Jawabannya mungkin jelas; karena acara di Stasiun A menyenangkan dan tidak membuat penat kepala (menghibur). Siapa yang tidak tersenyum atau mungkin tertawa lepas terbahak-bahak menyaksikan aksi-aksi dan banyolan-banyolan para komedian? Jika ada yang tidak, tentu kebangetan dan harus memeriksakan kejiwaannya.
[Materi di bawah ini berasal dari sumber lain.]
use clap::{Parser, Subcommand};
use colored::*;
use indicatif::{ProgressBar, ProgressStyle};
use nxpkg_tuf::config::{self, AppConfig, RepoConfig};
use nxpkg_tuf::{
    compress, ArtifactDownloader, ConsoleIo, Downloader, HttpDownloader, MetadataSource, Package, RepoError,
    Repository, SecureRepository, VersionConstraint, VERSION,
};
use std::path::PathBuf;
use std::process::ExitCode;
use std::sync::Arc;
use tracing_subscriber::EnvFilter;

#[derive(Parser)]
#[command(name = "nxpkg-tuf")]
#[command(about = "TUF-verified package repository client for nxpkg")]
struct Cli {
    /// Only use the configured repository with this url
    #[arg(long = "repo", global = true)]
    repo: Option<String>,

    /// Log filter (e.g. "debug", "nxpkg_tuf=trace")
    #[arg(long = "log-level", global = true, default_value = "warn")]
    log_level: String,

    #[command(subcommand)]
    command: Commands,
}

#[derive(Subcommand)]
enum Commands {
    /// Refreshes TUF metadata and loads each repository's root index
    Refresh,
    /// Searches packages by name or description
    Search {
        /// The search term
        term: String,
    },
    /// Lists the versions of a package
    Show {
        /// Package name
        name: String,
        /// Version constraint, e.g. "^1.2"
        constraint: Option<String>,
    },
    /// Downloads (and verifies) a package archive
    Fetch {
        /// Package name
        name: String,
        /// Version constraint, e.g. "^1.2"
        constraint: Option<String>,
        /// Output directory (defaults to <cache_dir>/dist)
        #[arg(short = 'o', long = "output")]
        output: Option<PathBuf>,
        /// Unpack the archive after verification
        #[arg(long = "extract")]
        extract: bool,
    },
    /// Manages configured repositories
    Repo {
        #[command(subcommand)]
        action: RepoAction,
    },
    // Show about of the nxpkg-tuf
    About,
    // Show version of the nxpkg-tuf
    Version,
}

#[derive(Subcommand)]
enum RepoAction {
    /// Lists configured repositories
    List,
    /// Adds (or replaces) a repository
    Add {
        url: String,
        /// TUF metadata url; omit for an unauthenticated repository
        #[arg(long = "tuf")]
        tuf: Option<String>,
    },
    /// Removes a repository
    Remove { url: String },
}

fn initialize_tracing(level: &str) {
    let filter = EnvFilter::try_from_default_env().unwrap_or_else(|_| EnvFilter::new(level));
    tracing_subscriber::fmt()
        .with_env_filter(filter)
        .with_target(false)
        .with_writer(std::io::stderr)
        .init();
}

fn spinner(msg: impl Into<String>) -> ProgressBar {
    let pb = ProgressBar::new_spinner();
    pb.enable_steady_tick(std::time::Duration::from_millis(120));
    if let Ok(style) = ProgressStyle::with_template("{spinner:.blue} {elapsed_precise} {msg}") {
        pb.set_style(style);
    }
    pb.set_message(msg.into());
    pb
}

fn selected_repos(cfg: &AppConfig, only: Option<&str>) -> Result<Vec<RepoConfig>, RepoError> {
    let repos = cfg.repositories()?;
    let Some(url) = only else {
        if repos.is_empty() {
            return Err(RepoError::Config(format!(
                "no repositories configured in {} (use `nxpkg-tuf repo add`)",
                cfg.repos_file.display()
            )));
        }
        return Ok(repos);
    };
    // An unknown --repo is used as-is, unauthenticated.
    Ok(vec![repos.into_iter().find(|r| r.url == url).unwrap_or_else(|| RepoConfig::new(url))])
}

fn open_repos(cfg: &AppConfig, only: Option<&str>) -> Result<Vec<SecureRepository>, RepoError> {
    let downloader: Arc<dyn Downloader> = Arc::new(HttpDownloader::new()?);
    selected_repos(cfg, only)?
        .iter()
        .map(|r| SecureRepository::from_config(r, &ConsoleIo, cfg, downloader.clone()))
        .collect()
}

fn pick_latest(mut candidates: Vec<Package>) -> Option<Package> {
    candidates.sort_by(|a, b| {
        let va = semver::Version::parse(a.version.trim_start_matches('v')).ok();
        let vb = semver::Version::parse(b.version.trim_start_matches('v')).ok();
        va.cmp(&vb)
    });
    candidates.pop()
}

fn parse_constraint(raw: Option<&str>) -> Result<Option<VersionConstraint>, RepoError> {
    raw.map(|c| VersionConstraint::parse(c).map_err(|e| RepoError::Config(format!("invalid constraint '{}': {}", c, e))))
        .transpose()
}

fn run(cli: Cli, cfg: &AppConfig) -> Result<(), RepoError> {
    let only = cli.repo.as_deref();
    match cli.command {
        Commands::Refresh => {
            for repo in open_repos(cfg, only)? {
                let pb = spinner(format!("Refreshing {}...", repo.url()));
                let verified = repo.verification().is_verified();
                match repo.inner().source().load_root_server_file() {
                    Ok(_) if verified => pb.finish_with_message(format!("{} verified by TUF.", repo.url()).green().to_string()),
                    Ok(_) => pb.finish_with_message(format!("{} loaded (unauthenticated).", repo.url()).yellow().to_string()),
                    Err(e) => {
                        pb.finish_and_clear();
                        return Err(e);
                    }
                }
            }
        }
        Commands::Search { term } => {
            let mut results = Vec::new();
            for repo in open_repos(cfg, only)? {
                let pb = spinner(format!("Fetching index of {}...", repo.url()));
                let found = repo.search(&term);
                pb.finish_and_clear();
                results.extend(found?);
            }
            if results.is_empty() {
                println!("{}", "No packages found matching your search term.".yellow());
            } else {
                println!("Found {} package(s):", results.len());
                for pkg in results {
                    println!(
                        "  {} {} - {}",
                        pkg.name.bold().cyan(),
                        pkg.version.dimmed(),
                        pkg.description.as_deref().unwrap_or("")
                    );
                }
            }
        }
        Commands::Show { name, constraint } => {
            let constraint = parse_constraint(constraint.as_deref())?;
            let mut any = false;
            for repo in open_repos(cfg, only)? {
                for pkg in repo.find_packages(&name, constraint.as_ref())? {
                    any = true;
                    let mark = if pkg.is_trust_bound() { "TUF".green() } else { "unverified".yellow() };
                    println!("  {} {} [{}] ({}) {}", pkg.name.bold().cyan(), pkg.version, pkg.stability(), mark, repo.url().dimmed());
                }
            }
            if !any {
                return Err(RepoError::NotFound(format!("Package '{}' not found in the configured repositories.", name)));
            }
        }
        Commands::Fetch { name, constraint, output, extract } => {
            let constraint = parse_constraint(constraint.as_deref())?;
            let downloader: Arc<dyn Downloader> = Arc::new(HttpDownloader::new()?);
            let mut found = None;
            for repo in open_repos(cfg, only)? {
                let pb = spinner(format!("Resolving {} in {}...", name, repo.url()));
                let candidates = repo.find_packages(&name, constraint.as_ref());
                pb.finish_and_clear();
                if let Some(pkg) = pick_latest(candidates?) {
                    // Keep the repository alive: the package only holds a weak trust handle.
                    found = Some((repo, pkg));
                    break;
                }
            }
            let Some((_repo, pkg)) = found else {
                return Err(RepoError::NotFound(format!("Package '{}' not found in the configured repositories.", name)));
            };

            let out_dir = output.unwrap_or_else(|| cfg.cache_dir.join("dist"));
            let path = ArtifactDownloader::new(downloader).with_progress().download(&pkg, &out_dir)?;
            println!("{}", format!("Downloaded {} {} to {}", pkg.name, pkg.version, path.display()).green());

            if extract {
                let dest = out_dir.join(format!("{}-{}", pkg.name.replace('/', "-"), pkg.version));
                compress::extract_archive(&path, &dest)?;
                println!("{}", format!("Extracted to {}", dest.display()).green());
            }
        }
        Commands::Repo { action } => match action {
            RepoAction::List => {
                let repos = cfg.repositories()?;
                if repos.is_empty() {
                    println!("{}", "No repositories configured.".yellow());
                }
                for r in repos {
                    match r.tuf {
                        Some(tuf) => println!("  {} {} {}", r.url.cyan(), "TUF".green(), tuf.url.dimmed()),
                        None => println!("  {} {}", r.url.cyan(), "unauthenticated".yellow()),
                    }
                }
            }
            RepoAction::Add { url, tuf } => {
                let mut repo = RepoConfig::new(url.clone());
                if let Some(tuf) = tuf {
                    repo = repo.with_tuf(tuf);
                }
                config::add_repository(&cfg.repos_file, repo)?;
                println!("{}", format!("Added {} to {}", url, cfg.repos_file.display()).green());
            }
            RepoAction::Remove { url } => {
                if config::remove_repository(&cfg.repos_file, &url)? {
                    println!("{}", format!("Removed {}", url).green());
                } else {
                    println!("{}", format!("{} is not configured.", url).yellow());
                }
            }
        },
        Commands::About => {
            println!("{}", "nxpkg-tuf: TUF-verified repositories for the NeoniX PacKaGe Manager".blue());
            println!("{}", "Every index file and archive is checked against signed TUF targets metadata.".yellow());
        }
        Commands::Version => {
            println!("nxpkg-tuf {} ({})", VERSION, std::env::consts::ARCH);
        }
    }
    Ok(())
}

fn main() -> ExitCode {
    let cli = Cli::parse();
    initialize_tracing(&cli.log_level);
    let cfg = AppConfig::load();

    match run(cli, &cfg) {
        Ok(()) => ExitCode::SUCCESS,
        Err(e) if e.is_security() => {
            eprintln!("{} {}", "SECURITY:".red().bold(), e.to_string().red());
            ExitCode::from(2)
        }
        Err(e) => {
            eprintln!("{}", format!("Error: {}", e).red());
            ExitCode::FAILURE
        }
    }
}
Saya jadi teringat pada bulan Ramadlan kemarin jika menjelang waktu sahur. Hampir semua stasiun TV tak ada yang tidak menayangkan acara komedi. Entah dengan dalih membangunkan orang yang baru tidur agar semangat untuk makan sahur atau apa, saya kurang (tidak) tahu. Namun, saya seperti menemukan ada kejanggalan-kejanggalan; kenapa komedi sepertinya begitu menempati “kasta yang tinggi” di media negeri ini? Karena saya juga belum pernah keluar negeri, saya pun sering bertanya-tanya sendiri, apakah fenomena seperti ini juga terjadi di luar negeri?

Belum juga menemukan jawabannya, saya pun seperti dihardik sebuah cuilan hadits Nabi bahwasanya senyum itu kan ibadah, jadi kenapa mesti dipertanyakan? Senyum memang ibadah jika ada objek untuk disenyumi, kalau tak ada objeknya lalu senyum-senyum sendiri apa itu ibadah? Kemudian jika kita ingin senyum, mungkin tepatnya selalu ingin tertawa, dengan mancari bahan ketawaan apa itu juga ibadah? Saya jadi agak bingung sendiri dengan bertanya sendiri dan menjawabnya sendiri.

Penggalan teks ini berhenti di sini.